Exercise objective: The full listing, copied exactly, is the required output.

....

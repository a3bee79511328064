//! Instance pricing lookup
//!
//! The monitor only needs a price per instance type. The table is refreshed
//! once at startup and then read concurrently by the node watch loop.

use anyhow::{Context, Result};
use async_trait::async_trait;
use dashmap::DashMap;
use serde::Deserialize;
use std::collections::HashMap;
use std::path::{Path, PathBuf};
use tracing::{debug, info};

/// On-demand hourly prices (USD) for common instance types
const BUILTIN_ON_DEMAND: &[(&str, f64)] = &[
    ("t3.medium", 0.0416),
    ("t3.large", 0.0832),
    ("t3.xlarge", 0.1664),
    ("m5.large", 0.096),
    ("m5.xlarge", 0.192),
    ("m5.2xlarge", 0.384),
    ("m5.4xlarge", 0.768),
    ("m6i.large", 0.096),
    ("m6i.xlarge", 0.192),
    ("c5.large", 0.085),
    ("c5.xlarge", 0.17),
    ("c5.2xlarge", 0.34),
    ("c6i.large", 0.085),
    ("c6i.xlarge", 0.17),
    ("r5.large", 0.126),
    ("r5.xlarge", 0.252),
];

/// Price lookup used by the cluster state tracker
#[async_trait]
pub trait PricingOracle: Send + Sync {
    /// Reload on-demand prices
    async fn refresh_on_demand(&self) -> Result<()>;

    /// Reload spot prices
    async fn refresh_spot(&self) -> Result<()>;

    /// Hourly on-demand price for an instance type
    fn on_demand_price(&self, instance_type: &str) -> Option<f64>;

    /// Hourly spot price for an instance type
    fn spot_price(&self, instance_type: &str) -> Option<f64>;
}

/// Price file layout
#[derive(Debug, Default, Deserialize)]
#[serde(default, rename_all = "camelCase")]
struct PriceFile {
    on_demand: HashMap<String, f64>,
    spot: HashMap<String, f64>,
}

/// Price table backed by an optional JSON or YAML file
pub struct PriceTable {
    source: Option<PathBuf>,
    on_demand: DashMap<String, f64>,
    spot: DashMap<String, f64>,
}

impl PriceTable {
    /// Create an empty table reading from `source`, or from the built-in
    /// on-demand list when no file is given
    pub fn new(source: Option<PathBuf>) -> Self {
        Self {
            source,
            on_demand: DashMap::new(),
            spot: DashMap::new(),
        }
    }

    /// Create a table with fixed on-demand prices and no backing file
    pub fn from_prices<I, S>(prices: I) -> Self
    where
        I: IntoIterator<Item = (S, f64)>,
        S: Into<String>,
    {
        let table = Self::new(None);
        for (instance_type, price) in prices {
            table.on_demand.insert(instance_type.into(), price);
        }
        table
    }

    /// Number of known on-demand prices
    pub fn len(&self) -> usize {
        self.on_demand.len()
    }

    pub fn is_empty(&self) -> bool {
        self.on_demand.is_empty()
    }

    async fn read_file(path: &Path) -> Result<PriceFile> {
        let data = tokio::fs::read_to_string(path)
            .await
            .with_context(|| format!("Failed to read price file {}", path.display()))?;

        let is_json = path
            .extension()
            .map(|ext| ext.eq_ignore_ascii_case("json"))
            .unwrap_or(false);
        let file = if is_json {
            serde_json::from_str(&data).context("Failed to parse JSON price file")?
        } else {
            serde_yaml::from_str(&data).context("Failed to parse YAML price file")?
        };
        Ok(file)
    }

    fn replace(target: &DashMap<String, f64>, prices: HashMap<String, f64>) {
        target.retain(|k, _| prices.contains_key(k));
        for (instance_type, price) in prices {
            target.insert(instance_type, price);
        }
    }
}

#[async_trait]
impl PricingOracle for PriceTable {
    async fn refresh_on_demand(&self) -> Result<()> {
        let prices: HashMap<String, f64> = match &self.source {
            Some(path) => Self::read_file(path).await?.on_demand,
            None if !self.on_demand.is_empty() => {
                debug!("Keeping fixed on-demand prices");
                return Ok(());
            }
            None => BUILTIN_ON_DEMAND
                .iter()
                .map(|(k, v)| (k.to_string(), *v))
                .collect(),
        };

        Self::replace(&self.on_demand, prices);
        info!(
            instance_types = self.on_demand.len(),
            source = ?self.source,
            "Refreshed on-demand pricing"
        );
        Ok(())
    }

    async fn refresh_spot(&self) -> Result<()> {
        let Some(path) = &self.source else {
            debug!("No price file configured, skipping spot pricing");
            return Ok(());
        };

        let prices = Self::read_file(path).await?.spot;
        Self::replace(&self.spot, prices);
        info!(instance_types = self.spot.len(), "Refreshed spot pricing");
        Ok(())
    }

    fn on_demand_price(&self, instance_type: &str) -> Option<f64> {
        self.on_demand.get(instance_type).map(|p| *p)
    }

    fn spot_price(&self, instance_type: &str) -> Option<f64> {
        self.spot.get(instance_type).map(|p| *p)
    }
}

....

Expected output:
repository a3bee79511328064
//! Instance pricing lookup
//!
//! The monitor only needs a price per instance type. The table is refreshed
//! once at startup and then read concurrently by the node watch loop.

use anyhow::{Context, Result};
use async_trait::async_trait;
use dashmap::DashMap;
use serde::Deserialize;
use std::collections::HashMap;
use std::path::{Path, PathBuf};
use tracing::{debug, info};

/// On-demand hourly prices (USD) for common instance types
const BUILTIN_ON_DEMAND: &[(&str, f64)] = &[
    ("t3.medium", 0.0416),
    ("t3.large", 0.0832),
    ("t3.xlarge", 0.1664),
    ("m5.large", 0.096),
    ("m5.xlarge", 0.192),
    ("m5.2xlarge", 0.384),
    ("m5.4xlarge", 0.768),
    ("m6i.large", 0.096),
    ("m6i.xlarge", 0.192),
    ("c5.large", 0.085),
    ("c5.xlarge", 0.17),
    ("c5.2xlarge", 0.34),
    ("c6i.large", 0.085),
    ("c6i.xlarge", 0.17),
    ("r5.large", 0.126),
    ("r5.xlarge", 0.252),
];

/// Price lookup used by the cluster state tracker
#[async_trait]
pub trait PricingOracle: Send + Sync {
    /// Reload on-demand prices
    async fn refresh_on_demand(&self) -> Result<()>;

    /// Reload spot prices
    async fn refresh_spot(&self) -> Result<()>;

    /// Hourly on-demand price for an instance type
    fn on_demand_price(&self, instance_type: &str) -> Option<f64>;

    /// Hourly spot price for an instance type
    fn spot_price(&self, instance_type: &str) -> Option<f64>;
}

/// Price file layout
#[derive(Debug, Default, Deserialize)]
#[serde(default, rename_all = "camelCase")]
struct PriceFile {
    on_demand: HashMap<String, f64>,
    spot: HashMap<String, f64>,
}

/// Price table backed by an optional JSON or YAML file
pub struct PriceTable {
    source: Option<PathBuf>,
    on_demand: DashMap<String, f64>,
    spot: DashMap<String, f64>,
}

impl PriceTable {
    /// Create an empty table reading from `source`, or from the built-in
    /// on-demand list when no file is given
    pub fn new(source: Option<PathBuf>) -> Self {
        Self {
            source,
            on_demand: DashMap::new(),
            spot: DashMap::new(),
        }
    }

    /// Create a table with fixed on-demand prices and no backing file
    pub fn from_prices<I, S>(prices: I) -> Self
    where
        I: IntoIterator<Item = (S, f64)>,
        S: Into<String>,
    {
        let table = Self::new(None);
        for (instance_type, price) in prices {
            table.on_demand.insert(instance_type.into(), price);
        }
        table
    }

    /// Number of known on-demand prices
    pub fn len(&self) -> usize {
        self.on_demand.len()
    }

    pub fn is_empty(&self) -> bool {
        self.on_demand.is_empty()
    }

    async fn read_file(path: &Path) -> Result<PriceFile> {
        let data = tokio::fs::read_to_string(path)
            .await
            .with_context(|| format!("Failed to read price file {}", path.display()))?;

        let is_json = path
            .extension()
            .map(|ext| ext.eq_ignore_ascii_case("json"))
            .unwrap_or(false);
        let file = if is_json {
            serde_json::from_str(&data).context("Failed to parse JSON price file")?
        } else {
            serde_yaml::from_str(&data).context("Failed to parse YAML price file")?
        };
        Ok(file)
    }

    fn replace(target: &DashMap<String, f64>, prices: HashMap<String, f64>) {
        target.retain(|k, _| prices.contains_key(k));
        for (instance_type, price) in prices {
            target.insert(instance_type, price);
        }
    }
}

#[async_trait]
impl PricingOracle for PriceTable {
    async fn refresh_on_demand(&self) -> Result<()> {
        let prices: HashMap<String, f64> = match &self.source {
            Some(path) => Self::read_file(path).await?.on_demand,
            None if !self.on_demand.is_empty() => {
                debug!("Keeping fixed on-demand prices");
                return Ok(());
            }
            None => BUILTIN_ON_DEMAND
                .iter()
                .map(|(k, v)| (k.to_string(), *v))
                .collect(),
        };

        Self::replace(&self.on_demand, prices);
        info!(
            instance_types = self.on_demand.len(),
            source = ?self.source,
            "Refreshed on-demand pricing"
        );
        Ok(())
    }

    async fn refresh_spot(&self) -> Result<()> {
        let Some(path) = &self.source else {
            debug!("No price file configured, skipping spot pricing");
            return Ok(());
        };

        let prices = Self::read_file(path).await?.spot;
        Self::replace(&self.spot, prices);
        info!(instance_types = self.spot.len(), "Refreshed spot pricing");
        Ok(())
    }

    fn on_demand_price(&self, instance_type: &str) -> Option<f64> {
        self.on_demand.get(instance_type).map(|p| *p)
    }

    fn spot_price(&self, instance_type: &str) -> Option<f64> {
        self.spot.get(instance_type).map(|p| *p)
    }
}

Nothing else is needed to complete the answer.